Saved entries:
○ ○ ○ ○ ○ ○ ○
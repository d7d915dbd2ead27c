//! HTTP listener and top-level server wiring.
//!
//! This module:
//! - Builds the [`Hub`]: the session registry plus the single router
//!   task that owns the scene.
//! - Serves `GET /ws` as the scene WebSocket, assigning each upgrade a
//!   `ClientId` and handing it to a per-client gateway task.
//! - Serves every other path from the static asset directory.
//!
//! The per-client logic and router loop live in `client` and
//! `router_task` respectively.

use std::future::Future;
use std::sync::atomic::{AtomicU64, AtomicUsize, Ordering};
use std::sync::Arc;

use anyhow::Context;
use axum::extract::ws::WebSocketUpgrade;
use axum::extract::State;
use axum::http::StatusCode;
use axum::response::{IntoResponse, Response};
use axum::routing::get;
use axum::Router;
use tokio::net::TcpListener;
use tokio::sync::mpsc;
use tower_http::services::ServeDir;
use tower_http::trace::TraceLayer;
use tracing::{info, warn};

use crate::client;
use crate::config::Config;
use crate::registry::SessionRegistry;
use crate::router_task;
use crate::types::{ClientId, RouterTx};

/// Route of the scene WebSocket.
pub const WS_PATH: &str = "/ws";

/// Process-scoped scene service: the router queue and the session registry.
///
/// Built once at startup; the router task lives as long as any clone
/// of the queue sender does.
#[derive(Debug)]
pub struct Hub {
    router_tx: RouterTx,
    registry: SessionRegistry,
    next_client_id: AtomicU64,
    /// Gateways accepted and not yet finished, joined or not.
    connections: AtomicUsize,
}

impl Hub {
    /// Spawn the router task and return the hub in front of it.
    ///
    /// Must be called from within a Tokio runtime.
    pub fn start() -> Arc<Hub> {
        let registry = SessionRegistry::new();
        let (router_tx, router_rx) = mpsc::unbounded_channel();

        tokio::spawn(router_task::run_router_loop(router_rx, registry.clone()));

        Arc::new(Hub {
            router_tx,
            registry,
            next_client_id: AtomicU64::new(1),
            connections: AtomicUsize::new(0),
        })
    }

    /// Reserve a connection slot if fewer than `max` are in use.
    ///
    /// The slot is released when the returned guard is dropped.
    pub fn try_connect(self: &Arc<Self>, max: usize) -> Option<ConnectionSlot> {
        self.connections
            .fetch_update(Ordering::AcqRel, Ordering::Acquire, |n| {
                (n < max).then_some(n + 1)
            })
            .ok()
            .map(|_| ConnectionSlot {
                hub: Arc::clone(self),
            })
    }

    /// Number of connection slots currently held.
    pub fn connections(&self) -> usize {
        self.connections.load(Ordering::Acquire)
    }

    pub fn next_client_id(&self) -> ClientId {
        ClientId(self.next_client_id.fetch_add(1, Ordering::Relaxed))
    }

    pub fn registry(&self) -> &SessionRegistry {
        &self.registry
    }

    pub fn router(&self) -> &RouterTx {
        &self.router_tx
    }
}

/// One held connection slot; see [`Hub::try_connect`].
#[derive(Debug)]
pub struct ConnectionSlot {
    hub: Arc<Hub>,
}

impl Drop for ConnectionSlot {
    fn drop(&mut self) {
        self.hub.connections.fetch_sub(1, Ordering::AcqRel);
    }
}

#[derive(Clone)]
struct AppState {
    hub: Arc<Hub>,
    max_clients: usize,
}

/// Build the axum application for `hub`.
pub fn app(hub: Arc<Hub>, config: &Config) -> Router {
    let state = AppState {
        hub,
        max_clients: config.max_clients,
    };

    Router::new()
        .route(WS_PATH, get(ws_handler))
        .fallback_service(ServeDir::new(&config.static_dir))
        .layer(TraceLayer::new_for_http())
        .with_state(state)
}

async fn ws_handler(ws: WebSocketUpgrade, State(state): State<AppState>) -> Response {
    let Some(slot) = state.hub.try_connect(state.max_clients) else {
        warn!(
            connected = state.hub.connections(),
            max_clients = state.max_clients,
            "rejecting connection: max_clients reached"
        );
        return (StatusCode::SERVICE_UNAVAILABLE, "too many clients").into_response();
    };

    let client_id = state.hub.next_client_id();
    info!(%client_id, "incoming connection");

    let router_tx = state.hub.router().clone();
    ws.on_failed_upgrade(move |e| warn!(%client_id, error = %e, "websocket upgrade failed"))
        .on_upgrade(move |socket| async move {
            client::run_client(client_id, socket, router_tx).await;
            drop(slot);
        })
}

/// Serve the hub on an already bound listener until `shutdown` resolves.
pub async fn serve<F>(listener: TcpListener, config: Config, shutdown: F) -> anyhow::Result<()>
where
    F: Future<Output = ()> + Send + 'static,
{
    let hub = Hub::start();
    let app = app(hub, &config);

    axum::serve(listener, app)
        .with_graceful_shutdown(shutdown)
        .await
        .context("serve scene hub")
}

/// Bind the configured address and run until Ctrl-C.
pub async fn run(config: Config) -> anyhow::Result<()> {
    let addr = config.socket_addr_string();
    let listener = TcpListener::bind(&addr)
        .await
        .with_context(|| format!("bind {addr}"))?;
    info!(%addr, static_dir = %config.static_dir.display(), "listening");

    serve(listener, config, shutdown_signal()).await
}

async fn shutdown_signal() {
    if let Err(e) = tokio::signal::ctrl_c().await {
        warn!(error = %e, "failed to listen for Ctrl-C");
        std::future::pending::<()>().await;
    }
    info!("shutdown requested");
}
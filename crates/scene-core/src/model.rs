//! Authoritative record for a single scene object.

use crate::kind::MessageKind;
use crate::message::Message;

/// Last-known state of one model.
///
/// A model only exists once a Create has been applied, so `create`
/// is not optional. The transform slots start empty and each holds
/// only the most recent message of its kind.
#[derive(Debug, Clone, PartialEq)]
pub struct Model {
    pub create: Message,
    pub position: Option<Message>,
    pub rotation: Option<Message>,
    pub scale: Option<Message>,
}

impl Model {
    /// New model from its (already handle-rewritten) create message.
    pub fn new(create: Message) -> Self {
        Model {
            create,
            position: None,
            rotation: None,
            scale: None,
        }
    }

    /// Overwrite the slot matching `msg.kind`.
    ///
    /// Returns `false` (and leaves the model untouched) when the
    /// message is not a Move / Rotate / Scale.
    pub fn apply_transform(&mut self, msg: Message) -> bool {
        let slot = match msg.kind {
            MessageKind::Move => &mut self.position,
            MessageKind::Rotate => &mut self.rotation,
            MessageKind::Scale => &mut self.scale,
            _ => return false,
        };
        *slot = Some(msg);
        true
    }

    /// Messages that rebuild this model on a fresh client, in order:
    /// create, then position / rotation / scale when set.
    pub fn replay_messages(&self) -> impl Iterator<Item = &Message> {
        std::iter::once(&self.create).chain(
            [&self.position, &self.rotation, &self.scale]
                .into_iter()
                .flatten(),
        )
    }
}
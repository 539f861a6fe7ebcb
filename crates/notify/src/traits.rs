//! Channel capability trait, delivery records and shared error types.

use std::time::Duration;

use backup_core::{CoreError, Job};

use crate::level::{Gates, NotificationLevel};
use crate::retry::RetryPolicy;

/// Errors that can occur while configuring or running a notifier.
#[derive(Debug, thiserror::Error)]
pub enum NotifyError {
    #[error("Configuration error: {0}")]
    Config(String),

    #[error("Template rendering failed: {0}")]
    Template(String),

    #[error("command `{command}` exited with {}: {stderr}", exit_label(.status))]
    CommandFailed {
        command: String,
        status: Option<i32>,
        stderr: String,
    },

    #[error("failed to run `{command}`: {source}")]
    Spawn {
        command: String,
        #[source]
        source: std::io::Error,
    },

    #[error("{channel} Failed! gave up after {attempts} attempt(s): {last}")]
    Exhausted {
        channel: String,
        attempts: u32,
        last: Box<NotifyError>,
    },

    #[error("{channel} cancelled after {attempts} attempt(s)")]
    Cancelled { channel: String, attempts: u32 },

    #[error(transparent)]
    Core(#[from] CoreError),
}

impl NotifyError {
    /// True for the states that end a `notify` call: retries exhausted or
    /// the call was cancelled.
    pub fn is_terminal(&self) -> bool {
        matches!(self, Self::Exhausted { .. } | Self::Cancelled { .. })
    }
}

fn exit_label(status: &Option<i32>) -> String {
    match status {
        Some(code) => format!("status {code}"),
        None => "signal".to_string(),
    }
}

/// Result of a single delivery attempt.
#[derive(Debug, Clone, PartialEq, Eq, serde::Serialize)]
#[serde(tag = "status", rename_all = "snake_case")]
pub enum AttemptOutcome {
    Succeeded,
    Failed { cause: String },
}

/// One try at delivering a payload. Never persisted.
#[derive(Debug, Clone, serde::Serialize)]
pub struct DeliveryAttempt {
    /// 1-based attempt index.
    pub attempt: u32,
    /// Exactly what was handed to the delivery mechanism.
    pub payload: String,
    pub started_at: chrono::DateTime<chrono::Utc>,
    #[serde(with = "duration_ms")]
    pub elapsed: Duration,
    pub outcome: AttemptOutcome,
}

impl DeliveryAttempt {
    pub fn succeeded(&self) -> bool {
        self.outcome == AttemptOutcome::Succeeded
    }
}

mod duration_ms {
    use std::time::Duration;

    pub fn serialize<S: serde::Serializer>(d: &Duration, s: S) -> Result<S::Ok, S::Error> {
        s.serialize_u64(d.as_millis() as u64)
    }
}

/// A concrete notification channel.
///
/// The [`Notifier`](crate::Notifier) owns classification, gating and retry;
/// a channel only knows how to render its payload and push it out once.
///
/// `render` + `send` is the capability the notifier drives: it renders once
/// per `notify` call and retries `send` with the same payload, so every
/// recorded attempt carries exactly what was sent. `deliver_once` composes
/// the two for callers that want a single unretried delivery.
#[async_trait::async_trait]
pub trait Channel: Send + Sync {
    /// Human-readable name for this channel (e.g., "zabbix").
    fn channel_name(&self) -> &str;

    /// Per-level opt-outs.
    fn gates(&self) -> Gates;

    fn retry_policy(&self) -> RetryPolicy;

    /// Render the payload one delivery sends for `job` at `level`.
    fn render(&self, job: &Job, level: NotificationLevel) -> Result<String, NotifyError>;

    /// Push an already-rendered payload out once. Any error is retryable.
    async fn send(&self, payload: &str) -> Result<(), NotifyError>;

    /// Render and send: exactly one delivery, no retry.
    async fn deliver_once(&self, job: &Job, level: NotificationLevel) -> Result<(), NotifyError> {
        let payload = self.render(job, level)?;
        self.send(&payload).await
    }
}
//! Per-channel orchestration: classify, gate, render, retry.
//!
//! One `notify` call moves through
//! `Classified -> GateChecked -> {Suppressed | Attempting} -> {Delivered | Exhausted}`.
//! Only the terminal error crosses this boundary; per-attempt failures stay
//! inside the [`RetryingDispatcher`].

use std::sync::Arc;

use backup_core::Job;
use tokio_util::sync::CancellationToken;
use tracing::{debug, info, warn};

use crate::level::NotificationLevel;
use crate::retry::RetryingDispatcher;
use crate::traits::{Channel, DeliveryAttempt, NotifyError};

/// How a `notify` call ended, short of an error.
#[derive(Debug, Clone, serde::Serialize)]
#[serde(tag = "state", rename_all = "snake_case")]
pub enum NotifyOutcome {
    /// The level's gate is off; nothing was sent.
    Suppressed { level: NotificationLevel },
    /// The last attempt succeeded.
    Delivered {
        level: NotificationLevel,
        attempts: Vec<DeliveryAttempt>,
    },
}

impl NotifyOutcome {
    pub fn level(&self) -> NotificationLevel {
        match self {
            Self::Suppressed { level } | Self::Delivered { level, .. } => *level,
        }
    }

    pub fn attempts(&self) -> &[DeliveryAttempt] {
        match self {
            Self::Suppressed { .. } => &[],
            Self::Delivered { attempts, .. } => attempts,
        }
    }
}

/// Wraps a [`Channel`] with gating and retry.
///
/// Cheap to clone; clones share the channel and the cancellation token.
#[derive(Clone)]
pub struct Notifier {
    channel: Arc<dyn Channel>,
    cancel: CancellationToken,
}

impl std::fmt::Debug for Notifier {
    fn fmt(&self, f: &mut std::fmt::Formatter<'_>) -> std::fmt::Result {
        f.debug_struct("Notifier")
            .field("channel", &self.channel.channel_name())
            .field("cancelled", &self.cancel.is_cancelled())
            .finish()
    }
}

impl Notifier {
    pub fn new(channel: impl Channel + 'static) -> Self {
        Self::from_arc(Arc::new(channel))
    }

    pub fn from_arc(channel: Arc<dyn Channel>) -> Self {
        Self {
            channel,
            cancel: CancellationToken::new(),
        }
    }

    /// Tie in-flight retry waits to an external stop signal.
    pub fn with_cancellation(mut self, cancel: CancellationToken) -> Self {
        self.cancel = cancel;
        self
    }

    pub fn channel_name(&self) -> &str {
        self.channel.channel_name()
    }

    pub fn cancellation_token(&self) -> &CancellationToken {
        &self.cancel
    }

    /// Notify about `job` using its recorded exit status.
    pub async fn notify_job(&self, job: &Job) -> Result<NotifyOutcome, NotifyError> {
        self.notify(job, job.exit_status).await
    }

    /// Notify about `job` finishing with `exit_status`.
    ///
    /// Returns `Suppressed` without side effects when the level's gate is
    /// off. Otherwise delivers with retry, failing with
    /// [`NotifyError::Exhausted`] or [`NotifyError::Cancelled`].
    pub async fn notify(&self, job: &Job, exit_status: i32) -> Result<NotifyOutcome, NotifyError> {
        let channel = self.channel.channel_name();
        let level = NotificationLevel::classify(exit_status);

        if level == NotificationLevel::Error {
            warn!(
                channel,
                trigger = %job.trigger,
                exit_status,
                "Unexpected exit status, notifying as error"
            );
        }

        if !self.channel.gates().allows(level) {
            debug!(channel, trigger = %job.trigger, %level, "Notification suppressed by gate");
            return Ok(NotifyOutcome::Suppressed { level });
        }

        info!(channel, trigger = %job.trigger, %level, "Sending notification");

        let payload = self.channel.render(job, level)?;
        debug!(channel, payload = %payload, "Rendered notification payload");

        let dispatcher = RetryingDispatcher::new(channel, self.channel.retry_policy(), &self.cancel);
        let attempts = dispatcher
            .execute(&payload, |_| self.channel.send(&payload))
            .await?;

        info!(
            channel,
            trigger = %job.trigger,
            %level,
            attempts = attempts.len(),
            "Notification delivered"
        );

        Ok(NotifyOutcome::Delivered { level, attempts })
    }
}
○ ○ ○ ○ ○ ○ ○
• Problem to work on:
Among the lines above, please find those with "sent" and copy them.

• Result of the task:
/// recorded attempt carries exactly what was sent. `deliver_once` composes
    /// The level's gate is off; nothing was sent.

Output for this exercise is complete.